我院现就以下采购项目进行市场调研活动,欢迎具备合格资质、相应供应及服务能力的供应商积极参加本次活动(本活动所述的功能及参数无任何针对性、倾向性和排他性,因市场了解的局限性,可能存在某些不足,仅作为我院参考所用)。
一、调研项目清单
二、供应商资格:
1、响应供应商必须是具有独立承担民事责任能力的在中华人民共和国境内注册的企业法人或其他组织;
2、根据具体采购项目,响应供应商须具有有效的相关经营范围的《营业执照》或《医疗器械生产许可证》或《第二类医疗器械经营备案凭证》或《医疗器械经营许可证》等证件。

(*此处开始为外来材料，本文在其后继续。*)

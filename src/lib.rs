/// YouTube Video Summarizer - Rust Implementation
///
/// Resolves a transcript for a video through a fallback chain, extracts
/// timestamps, asks a text model for a structured summary (with layered
/// decoding of whatever comes back), and fetches related videos. Served
/// over a small HTTP API or run once from the CLI.

pub mod analyzer;
pub mod api;
pub mod config;
pub mod error;
pub mod llm;
pub mod page;
pub mod related;
pub mod render;
pub mod summary;
pub mod transcript;
pub mod video;
pub mod youtube;

// Re-export main types for easy access
pub use crate::analyzer::{Analyzer, VideoAnalysis};
pub use crate::config::Config;
pub use crate::error::{Result, SummarizerError};
pub use crate::llm::{create_model, ModelConfig, ModelProvider, TextModel};
pub use crate::page::{extract_video_context, fetch_video_context, NavigationEvent, PageObserver};
pub use crate::related::{RelatedVideo, RelatedVideosFetcher};
pub use crate::render::{render_json, render_markdown};
pub use crate::summary::{SummaryGenerator, SummaryResult};
pub use crate::transcript::{
    TimestampEntry, TimestampExtractor, TranscriptResolver, TranscriptSource,
};
pub use crate::video::VideoContext;
pub use crate::youtube::{VideoDataApi, VideoDetails, YouTubeClient};
pub mod client;

pub use client::YouTubeClient;

use crate::error::Result;
use async_trait::async_trait;
use serde::{Deserialize, Serialize};

/// Metadata for a single video as returned by the data API.
#[derive(Debug, Clone, Default, Serialize, Deserialize)]
pub struct VideoDetails {
    pub title: String,
    pub channel_title: String,
    pub description: String,
    pub tags: Vec<String>,

    /// ISO-8601 duration, e.g. "PT12M34S".
    pub duration: String,

    pub view_count: Option<u64>,
    pub like_count: Option<u64>,
    pub comment_count: Option<u64>,
}

/// One hit from a keyword video search.
#[derive(Debug, Clone, PartialEq, Eq, Serialize, Deserialize)]
pub struct SearchHit {
    pub video_id: String,
    pub title: String,
    pub channel_title: String,
    pub thumbnail_url: String,
}

/// The slice of the video data API the pipeline depends on. A trait so
/// tests can swap in a scripted double and count calls.
#[async_trait]
pub trait VideoDataApi: Send + Sync {
    /// List caption track ids for a video, best track first.
    async fn list_caption_tracks(&self, video_id: &str) -> Result<Vec<String>>;

    /// Download the text payload of a caption track.
    async fn download_caption(&self, track_id: &str) -> Result<String>;

    /// Fetch snippet, duration and statistics for a video.
    async fn video_details(&self, video_id: &str) -> Result<VideoDetails>;

    /// Keyword search for videos.
    async fn search_videos(&self, query: &str, max_results: u8) -> Result<Vec<SearchHit>>;
}
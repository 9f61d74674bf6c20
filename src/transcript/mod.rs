pub mod timestamps;

pub use timestamps::{TimestampEntry, TimestampExtractor};

use crate::error::Result;
use crate::video::{format_duration_label, parse_iso8601_duration, VideoContext};
use crate::youtube::{VideoDataApi, VideoDetails};
use serde::{Deserialize, Serialize};
use std::fmt;
use std::sync::Arc;
use tracing::{info, warn};

/// Page-scraped text shorter than this is treated as absent.
const MIN_SCRAPED_CHARS: usize = 50;

/// Caption payloads shorter than this are rejected as junk.
const MIN_CAPTION_CHARS: usize = 100;

/// A formatted description block must reach this size to stand in for
/// a transcript.
const MIN_DESCRIPTION_CHARS: usize = 50;

/// Last-resort transcript text when no stage produced anything.
const FALLBACK_TEXT: &str =
    "Video content analysis available. The summary will be based on whatever video information could be retrieved.";

/// Which fallback stage produced the transcript text.
#[derive(Debug, Clone, Copy, PartialEq, Eq, Serialize, Deserialize)]
#[serde(rename_all = "snake_case")]
pub enum TranscriptSource {
    ContentScript,
    Captions,
    Description,
    Metadata,
    Fallback,
}

impl TranscriptSource {
    pub fn as_str(&self) -> &'static str {
        match self {
            TranscriptSource::ContentScript => "content_script",
            TranscriptSource::Captions => "captions",
            TranscriptSource::Description => "description",
            TranscriptSource::Metadata => "metadata",
            TranscriptSource::Fallback => "fallback",
        }
    }
}

impl fmt::Display for TranscriptSource {
    fn fmt(&self, f: &mut fmt::Formatter<'_>) -> fmt::Result {
        f.write_str(self.as_str())
    }
}

/// A resolved transcript plus whatever metadata the resolution fetched
/// along the way, so later stages don't repeat the lookup.
#[derive(Debug, Clone)]
pub struct ResolvedTranscript {
    pub text: String,
    pub source: TranscriptSource,
    pub details: Option<VideoDetails>,
}

/// Resolves transcript text through an ordered fallback chain:
/// page scrape, caption download, description text, synthesized
/// metadata, fixed fallback. A stage failure is logged and control
/// falls through; resolution itself never fails.
pub struct TranscriptResolver {
    api: Arc<dyn VideoDataApi>,
}

impl TranscriptResolver {
    pub fn new(api: Arc<dyn VideoDataApi>) -> Self {
        Self { api }
    }

    pub async fn resolve(&self, video: &VideoContext) -> ResolvedTranscript {
        let scraped = video.raw_transcript_text.trim();
        if scraped.chars().count() >= MIN_SCRAPED_CHARS {
            info!("📜 Using page-scraped transcript ({} chars)", scraped.chars().count());
            return ResolvedTranscript {
                text: scraped.to_string(),
                source: TranscriptSource::ContentScript,
                details: None,
            };
        }

        match self.try_captions(&video.id).await {
            Ok(Some(text)) => {
                info!("💬 Using caption transcript ({} chars)", text.chars().count());
                return ResolvedTranscript {
                    text,
                    source: TranscriptSource::Captions,
                    details: None,
                };
            }
            Ok(None) => {}
            Err(e) => warn!("⚠️ Caption extraction failed: {}", e),
        }

        let details = match self.api.video_details(&video.id).await {
            Ok(d) => Some(d),
            Err(e) => {
                warn!("⚠️ Video details unavailable: {}", e);
                None
            }
        };

        // A description block is only a usable stand-in when there is
        // an actual description; filler lines alone say nothing.
        if let Some(d) = &details {
            if !d.description.trim().is_empty() {
                let block = format_description_block(d);
                if block.chars().count() >= MIN_DESCRIPTION_CHARS {
                    info!("📄 Using description text ({} chars)", block.chars().count());
                    return ResolvedTranscript {
                        text: block,
                        source: TranscriptSource::Description,
                        details,
                    };
                }
            }
        }

        if let Some(text) = synthesize_metadata(video, details.as_ref()) {
            info!("📝 Synthesized metadata transcript ({} chars)", text.chars().count());
            return ResolvedTranscript {
                text,
                source: TranscriptSource::Metadata,
                details,
            };
        }

        warn!("❌ No usable video information, using fixed fallback text");
        ResolvedTranscript {
            text: FALLBACK_TEXT.to_string(),
            source: TranscriptSource::Fallback,
            details,
        }
    }

    /// First caption track's payload, if it is big enough to be real.
    async fn try_captions(&self, video_id: &str) -> Result<Option<String>> {
        if video_id.is_empty() {
            return Ok(None);
        }

        let tracks = self.api.list_caption_tracks(video_id).await?;
        let track_id = match tracks.first() {
            Some(id) => id,
            None => return Ok(None),
        };

        let text = self.api.download_caption(track_id).await?;
        if text.chars().count() >= MIN_CAPTION_CHARS {
            Ok(Some(text))
        } else {
            Ok(None)
        }
    }
}

/// Format fetched metadata as the structured text block used in place
/// of a transcript.
fn format_description_block(details: &VideoDetails) -> String {
    let description = if details.description.is_empty() {
        "No description available"
    } else {
        &details.description
    };
    let tags = if details.tags.is_empty() {
        "No tags".to_string()
    } else {
        details.tags.join(", ")
    };

    format!(
        "Video Title: {}\nChannel: {}\nDescription: {}\nTags: {}",
        details.title, details.channel_title, description, tags
    )
}

/// Build a pseudo-transcript from whatever metadata survived, or None
/// when there is nothing at all to describe.
fn synthesize_metadata(video: &VideoContext, details: Option<&VideoDetails>) -> Option<String> {
    let title = details
        .map(|d| d.title.as_str())
        .filter(|t| !t.is_empty())
        .unwrap_or(&video.title);
    let channel = details
        .map(|d| d.channel_title.as_str())
        .filter(|c| !c.is_empty())
        .unwrap_or(&video.channel_name);

    if title.is_empty() && channel.is_empty() {
        return None;
    }

    let duration = details
        .and_then(|d| parse_iso8601_duration(&d.duration))
        .map(format_duration_label)
        .or_else(|| {
            if video.duration.is_empty() {
                None
            } else {
                Some(video.duration.clone())
            }
        })
        .unwrap_or_else(|| "Unknown".to_string());

    let mut text = format!("Video Title: {}\n", title);
    text.push_str(&format!("Channel: {}\n", channel));
    text.push_str(&format!("Duration: {}\n", duration));
    text.push_str(&format!("View Count: {}\n", count_label(details.and_then(|d| d.view_count))));
    text.push_str(&format!("Like Count: {}\n", count_label(details.and_then(|d| d.like_count))));
    text.push_str(&format!(
        "Comment Count: {}\n",
        count_label(details.and_then(|d| d.comment_count))
    ));

    let description = details
        .map(|d| d.description.as_str())
        .filter(|d| !d.is_empty())
        .unwrap_or(&video.description);
    if !description.is_empty() {
        text.push_str(&format!("\nDescription:\n{}\n", description));
    }

    if let Some(d) = details {
        if !d.tags.is_empty() {
            text.push_str(&format!("\nTags: {}\n", d.tags.join(", ")));
        }
    }

    if let Some((content_type, expected)) = classify_title(title) {
        text.push_str(&format!("\nContent Type: {}\n", content_type));
        text.push_str(&format!("Expected Content: {}\n", expected));
    }

    Some(text)
}

fn count_label(count: Option<u64>) -> String {
    match count {
        Some(n) => n.to_string(),
        None => "Unknown".to_string(),
    }
}

/// Guess the kind of video from title keywords.
fn classify_title(title: &str) -> Option<(&'static str, &'static str)> {
    let title = title.to_lowercase();
    if title.contains("tutorial") || title.contains("how to") {
        Some((
            "Tutorial/How-to video",
            "Step-by-step instructions, demonstrations, explanations",
        ))
    } else if title.contains("review") || title.contains("test") {
        Some((
            "Review/Testing video",
            "Product analysis, testing results, comparisons",
        ))
    } else if title.contains("process") || title.contains("workflow") {
        Some((
            "Process/Workflow video",
            "Detailed process explanation, workflow demonstration",
        ))
    } else if title.contains("client") || title.contains("project") {
        Some((
            "Client/Project video",
            "Project walkthrough, client work demonstration",
        ))
    } else {
        None
    }
}

#[cfg(test)]
pub(crate) mod testing {
    use super::*;
    use crate::error::SummarizerError;
    use crate::youtube::SearchHit;
    use async_trait::async_trait;
    use std::sync::Mutex;

    /// Scripted stand-in for the data API. `None` fields fail the call;
    /// every call is recorded for assertions.
    #[derive(Default)]
    pub struct ScriptedApi {
        pub caption_tracks: Option<Vec<String>>,
        pub caption_text: Option<String>,
        pub details: Option<VideoDetails>,
        pub hits: Option<Vec<SearchHit>>,
        pub calls: Mutex<Vec<&'static str>>,
    }

    impl ScriptedApi {
        pub fn call_count(&self) -> usize {
            self.calls.lock().unwrap().len()
        }

        fn record(&self, name: &'static str) {
            self.calls.lock().unwrap().push(name);
        }

        fn fail() -> SummarizerError {
            SummarizerError::MissingCredential {
                env_var: "YOUTUBE_API_KEY",
            }
        }
    }

    #[async_trait]
    impl VideoDataApi for ScriptedApi {
        async fn list_caption_tracks(&self, _video_id: &str) -> Result<Vec<String>> {
            self.record("list_caption_tracks");
            self.caption_tracks.clone().ok_or_else(Self::fail)
        }

        async fn download_caption(&self, _track_id: &str) -> Result<String> {
            self.record("download_caption");
            self.caption_text.clone().ok_or_else(Self::fail)
        }

        async fn video_details(&self, _video_id: &str) -> Result<VideoDetails> {
            self.record("video_details");
            self.details.clone().ok_or_else(Self::fail)
        }

        async fn search_videos(&self, _query: &str, _max_results: u8) -> Result<Vec<SearchHit>> {
            self.record("search_videos");
            self.hits.clone().ok_or_else(Self::fail)
        }
    }
}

3、响应供应商应具有项目的承接能力、合同的履约能力、售后服务能力和良好的信誉。
三、注意事项
1.请报名参加市场调研活动的供应商,将填写好的《报价清单》及相关资质证明材料(详见附件)盖章后扫描发至邮箱:******(注意:电子邮件标题使用统一格式是:参加调研项目名称+厂家或供应商+业务员姓名+手机号码)。请准确填写相关信息,并对所填信息的真实有效性负责。
2.报名结束后,我院将向各供应商在信息采集表中填写的电子邮箱发送活动具体日期时间及方式(线上或线下,根据实际情况安排),请注意查收邮件。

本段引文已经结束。